The SkyDrive flying taxi seems to be an electric quadcopter [1] with coaxial
rotors [2]. I'm assuming that the key advantage over a traditional helicopter
is a smaller footprint due to the quadcopter configuration.

Perhaps we are conflating two innovations: functional electric passenger
quadcopter and the infrastructure for flying taxi services.

[1]
[https://en.wikipedia.org/wiki/Quadcopter](https://en.wikipedia.org/wiki/Quadcopter)

[2]
[https://en.wikipedia.org/wiki/Coaxial_rotors](https://en.wikipedia.org/wiki/Coaxial_rotors)

------
jt2190
> [Tomohiro] Fukuzawa [, SkyDrive’s CEO] is also targeting 2023 to begin taxi
> services (single passenger and pilot) in the Osaka Bay area, flying between
> locations like Kansai and Kobe airports and tourist attractions such as
> Universal Studios Japan. These flights will take less than ten minutes—a
> practical nod to the limitations of the battery energy storage system.

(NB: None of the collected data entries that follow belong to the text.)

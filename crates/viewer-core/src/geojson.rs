//! Just enough GeoJSON to draw job outputs: documents are read into
//! features that keep their raw geometry next to a `geo` geometry.

use geo::{Coord, Geometry, GeometryCollection, LineString, MultiLineString, MultiPoint, MultiPolygon, Point, Polygon};
use serde::Deserialize;
use serde_json::{Map, Value};

use crate::error::{Result, ViewerError};

#[derive(Debug, Clone, Default, Deserialize)]
pub struct Feature {
    #[serde(default)]
    pub geometry: Option<Value>,
    #[serde(default)]
    pub properties: Option<Map<String, Value>>,
}

impl Feature {
    fn bare(geometry: Value) -> Self {
        Self {
            geometry: Some(geometry),
            ..Self::default()
        }
    }

    pub fn property(&self, key: &str) -> Option<&Value> {
        self.properties.as_ref()?.get(key)
    }
}

type Position = Vec<f64>;

#[derive(Debug, Deserialize)]
#[serde(tag = "type")]
enum GeometryDef {
    Point { coordinates: Position },
    MultiPoint { coordinates: Vec<Position> },
    LineString { coordinates: Vec<Position> },
    MultiLineString { coordinates: Vec<Vec<Position>> },
    Polygon { coordinates: Vec<Vec<Position>> },
    MultiPolygon { coordinates: Vec<Vec<Vec<Position>>> },
    GeometryCollection { geometries: Vec<GeometryDef> },
}

/// Flattens a GeoJSON document into its features.
///
/// Accepts a `FeatureCollection`, a single `Feature`, a bare geometry, or an
/// array of any of those.
pub fn read_features(document: Value) -> Result<Vec<Feature>> {
    if let Value::Array(items) = document {
        let mut features = Vec::new();
        for item in items {
            features.extend(read_features(item)?);
        }
        return Ok(features);
    }

    let kind = document
        .get("type")
        .and_then(Value::as_str)
        .ok_or_else(|| invalid("object has no \"type\""))?;

    match kind {
        "FeatureCollection" => {
            #[derive(Deserialize)]
            struct Collection {
                features: Vec<Feature>,
            }
            let collection: Collection = serde_json::from_value(document).map_err(invalid)?;
            Ok(collection.features)
        }
        "Feature" => {
            let feature: Feature = serde_json::from_value(document).map_err(invalid)?;
            Ok(vec![feature])
        }
        "Point" | "MultiPoint" | "LineString" | "MultiLineString" | "Polygon" | "MultiPolygon"
        | "GeometryCollection" => Ok(vec![Feature::bare(document)]),
        other => Err(invalid(format!("unknown type \"{other}\""))),
    }
}

/// Converts a raw GeoJSON geometry object into a `geo` geometry.
pub fn to_geometry(raw: &Value) -> Result<Geometry<f64>> {
    let def: GeometryDef = serde_json::from_value(raw.clone()).map_err(invalid)?;
    convert(def)
}

fn convert(def: GeometryDef) -> Result<Geometry<f64>> {
    Ok(match def {
        GeometryDef::Point { coordinates } => Point::from(coord(&coordinates)?).into(),
        GeometryDef::MultiPoint { coordinates } => MultiPoint::new(
            coordinates
                .iter()
                .map(|p| coord(p).map(Point::from))
                .collect::<Result<_>>()?,
        )
        .into(),
        GeometryDef::LineString { coordinates } => line(&coordinates)?.into(),
        GeometryDef::MultiLineString { coordinates } => {
            MultiLineString::new(coordinates.iter().map(|l| line(l)).collect::<Result<_>>()?).into()
        }
        GeometryDef::Polygon { coordinates } => polygon(&coordinates)?.into(),
        GeometryDef::MultiPolygon { coordinates } => {
            MultiPolygon::new(coordinates.iter().map(|p| polygon(p)).collect::<Result<_>>()?).into()
        }
        GeometryDef::GeometryCollection { geometries } => {
            Geometry::GeometryCollection(GeometryCollection(
                geometries.into_iter().map(convert).collect::<Result<_>>()?,
            ))
        }
    })
}

fn coord(position: &[f64]) -> Result<Coord<f64>> {
    match position {
        [x, y, ..] => Ok(Coord { x: *x, y: *y }),
        _ => Err(invalid(format!(
            "position needs at least 2 numbers, got {}",
            position.len()
        ))),
    }
}

fn line(positions: &[Position]) -> Result<LineString<f64>> {
    Ok(LineString::new(positions.iter().map(|p| coord(p)).collect::<Result<_>>()?))
}

fn polygon(rings: &[Vec<Position>]) -> Result<Polygon<f64>> {
    let mut rings = rings.iter().map(|r| line(r));
    let exterior = rings.next().transpose()?.unwrap_or_else(|| LineString::new(vec![]));
    let interiors = rings.collect::<Result<Vec<_>>>()?;
    Ok(Polygon::new(exterior, interiors))
}

fn invalid(reason: impl ToString) -> ViewerError {
    ViewerError::InvalidGeoJson(reason.to_string())
}

#[cfg(test)]
mod tests {
    use super::*;
    use serde_json::json;

    #[test]
    fn reads_feature_collection() {
        let features = read_features(json!({
            "type": "FeatureCollection",
            "features": [
                {"type": "Feature", "geometry": {"type": "Point", "coordinates": [1.0, 2.0]}, "properties": {"name": "a"}},
                {"type": "Feature", "geometry": null, "properties": null}
            ]
        }))
        .unwrap();
        assert_eq!(features.len(), 2);
        assert_eq!(features[0].property("name"), Some(&json!("a")));
        assert!(features[1].geometry.is_none());
        assert!(features[1].property("name").is_none());
    }

    #[test]
    fn reads_single_feature_bare_geometry_and_arrays() {
        let feature = json!({"type": "Feature", "geometry": {"type": "Point", "coordinates": [0, 0]}});
        let geometry = json!({"type": "LineString", "coordinates": [[0, 0], [1, 1]]});
        assert_eq!(read_features(feature.clone()).unwrap().len(), 1);
        assert_eq!(read_features(geometry.clone()).unwrap().len(), 1);
        assert_eq!(read_features(json!([feature, geometry])).unwrap().len(), 2);
    }

    #[test]
    fn rejects_untyped_and_unknown_documents() {
        assert!(matches!(read_features(json!({"features": []})), Err(ViewerError::InvalidGeoJson(_))));
        assert!(matches!(read_features(json!({"type": "Topology"})), Err(ViewerError::InvalidGeoJson(_))));
        assert!(matches!(read_features(json!(42)), Err(ViewerError::InvalidGeoJson(_))));
        assert!(matches!(
            read_features(json!({"type": "FeatureCollection"})),
            Err(ViewerError::InvalidGeoJson(_))
        ));
    }

    #[test]
    fn converts_polygon_with_hole() {
        let geometry = to_geometry(&json!({
            "type": "Polygon",
            "coordinates": [
                [[0, 0], [10, 0], [10, 10], [0, 10], [0, 0]],
                [[2, 2], [3, 2], [3, 3], [2, 2]]
            ]
        }))
        .unwrap();
        let Geometry::Polygon(poly) = geometry else {
            panic!("expected polygon");
        };
        assert_eq!(poly.exterior().0.len(), 5);
        assert_eq!(poly.interiors().len(), 1);
    }

    #[test]
    fn altitude_is_ignored_and_short_positions_fail() {
        let point = to_geometry(&json!({"type": "Point", "coordinates": [5.5, 6.5, 100.0]})).unwrap();
        assert_eq!(point, Geometry::Point(Point::new(5.5, 6.5)));

        let err = to_geometry(&json!({"type": "Point", "coordinates": [5.5]})).unwrap_err();
        assert!(err.to_string().contains("at least 2 numbers"));
    }

    #[test]
    fn converts_nested_collection() {
        let geometry = to_geometry(&json!({
            "type": "GeometryCollection",
            "geometries": [
                {"type": "MultiPoint", "coordinates": [[0, 0], [1, 1]]},
                {"type": "MultiLineString", "coordinates": [[[0, 0], [2, 2]]]},
                {"type": "MultiPolygon", "coordinates": [[[[0, 0], [1, 0], [1, 1], [0, 0]]]]}
            ]
        }))
        .unwrap();
        let Geometry::GeometryCollection(collection) = geometry else {
            panic!("expected collection");
        };
        assert_eq!(collection.0.len(), 3);
    }
}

> “What SkyDrive is proposing is entirely do-able,” says [Steve] Wright [,
> Senior Research Fellow in Avionics and Aircraft Systems at the University of
> West England]. “Almost all rotor-only eVTOL projects are limited to
> sub-30-minute endurance, which, with safety reserves, equate to about 10 to
> 20 minutes flying.”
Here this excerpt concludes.